Absorption Rate is defined as the rate or the time that will be taken to sell the
existing stock of homes listed in the specific real estate market. Though it sounds
like simple mathematics, it holds great importance for real estate investors and
experts to assess how the market is performing. Absorption rate is a tool to predict
the future of real estate sales in a particular micro-market. It also governs the price
rise and fall in a given time.
How to calculate absorption rate?
In simple words, absorption rate can be calculated by the number of total houses
sold in the market in a previous period divided by the months taken to sell them.
Here is an example to understand the absorption rate in detail-

Suppose 30,000 homes were sold in past six months in a large urban area. So,
now divide 30,000 homes with six months to derive home sales per month. This
comes to 5,000 units per month. Now, consider there are 25,000 homes listed on
the market. Considering, that the last stock of 30,0000 homes took six months to
subside, divide 25,000 with 5,000. The absorption rate so achieved is 5. This
means that it would take 5 months to sell off 25,000 homes in the same micro
market.

How absorption rate impacts property prices?

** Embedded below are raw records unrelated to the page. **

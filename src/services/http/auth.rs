use axum::{
    extract::State,
    response::{Html, IntoResponse, Redirect, Response},
    Extension, Form,
};

use super::{sessions::FlashLevel, views, with_cookie, AppState, SessionId};
use crate::{
    models::users::Credentials,
    services::{dispatch, users::UserRequest},
};

pub async fn register_form(
    State(state): State<AppState>,
    Extension(session): Extension<SessionId>,
) -> Html<String> {
    log::debug!("Rendering register form");
    Html(views::register_page(&state.take_flashes(&session)))
}

pub async fn register(
    State(state): State<AppState>,
    Extension(session): Extension<SessionId>,
    Form(credentials): Form<Credentials>,
) -> Response {
    let result = dispatch(&state.user_channel, |response| UserRequest::Register {
        credentials,
        response,
    })
    .await;

    match result {
        Ok(user) => {
            log::debug!("Registration successful for {}", user.username);
            state.flash(
                &session,
                FlashLevel::Success,
                "Registration successful. You can now log in.",
            );
            Redirect::to("/login").into_response()
        }
        Err(e) => state.flash_or_fail(&session, e, "/register"),
    }
}

pub async fn login_form(
    State(state): State<AppState>,
    Extension(session): Extension<SessionId>,
) -> Html<String> {
    log::debug!("Rendering login form");
    Html(views::login_page(&state.take_flashes(&session)))
}

pub async fn login(
    State(state): State<AppState>,
    Extension(session): Extension<SessionId>,
    Form(credentials): Form<Credentials>,
) -> Response {
    let result = dispatch(&state.user_channel, |response| UserRequest::Authenticate {
        credentials,
        response,
    })
    .await;

    match result {
        Ok(user) => {
            let new_id = state.sessions.login(session.get(), &user.username);
            state
                .sessions
                .flash(&new_id, FlashLevel::Success, "Login successful.");
            with_cookie(
                Redirect::to("/").into_response(),
                &state.sessions.set_cookie_header(&new_id),
            )
        }
        Err(e) => state.flash_or_fail(&session, e, "/login"),
    }
}

pub async fn logout(
    State(state): State<AppState>,
    Extension(session): Extension<SessionId>,
) -> Redirect {
    if let Some(id) = session.get() {
        state.sessions.logout(id);
    }
    state.flash(&session, FlashLevel::Info, "You have been logged out.");
    Redirect::to("/login")
}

Absorption rate is instrumental in determining the market activity and home price
movement. For instance, consider the absorption rate for any real estate market is
consistent at 5 or 6 months. The speeding up of sales can bring the rate to 4.5
months. This can indicate a price rise in future or even in the current time. In
short, the absorption rate is an indicator of demand and supply in the market,
ultimately guiding the market prices.

Why is absorption rate important?


• Absorption rate is used by real estate brokers to assess the property prices
on a regular basis that are listed in the market. It is not always that property
prices climb up due to change in absorption rate. There are times when
absorption rates can go up to 12 months or even more. In such cases, the
listing prices changes and heavy bargaining is expected.
• It can be used to compare the historical performance with the current
scenario. If the absorption period is longer than before, it can impact
the valuation of the asset as the rate predicts slower sales in times to come.

How homebuyers can use absorption rate?


Home buyers can use absorption rate to determine whether their investment can
fetch them good returns in future. A buyer should always consider absorption rate
of past two years to understand how a particular market has performed and based
on this, predict the upcoming time if he/she plans to exit the investment in the
next three years. For long-term investors, a careful and regular study of such rates
can help him decide when to exit the market and when to hold the investment.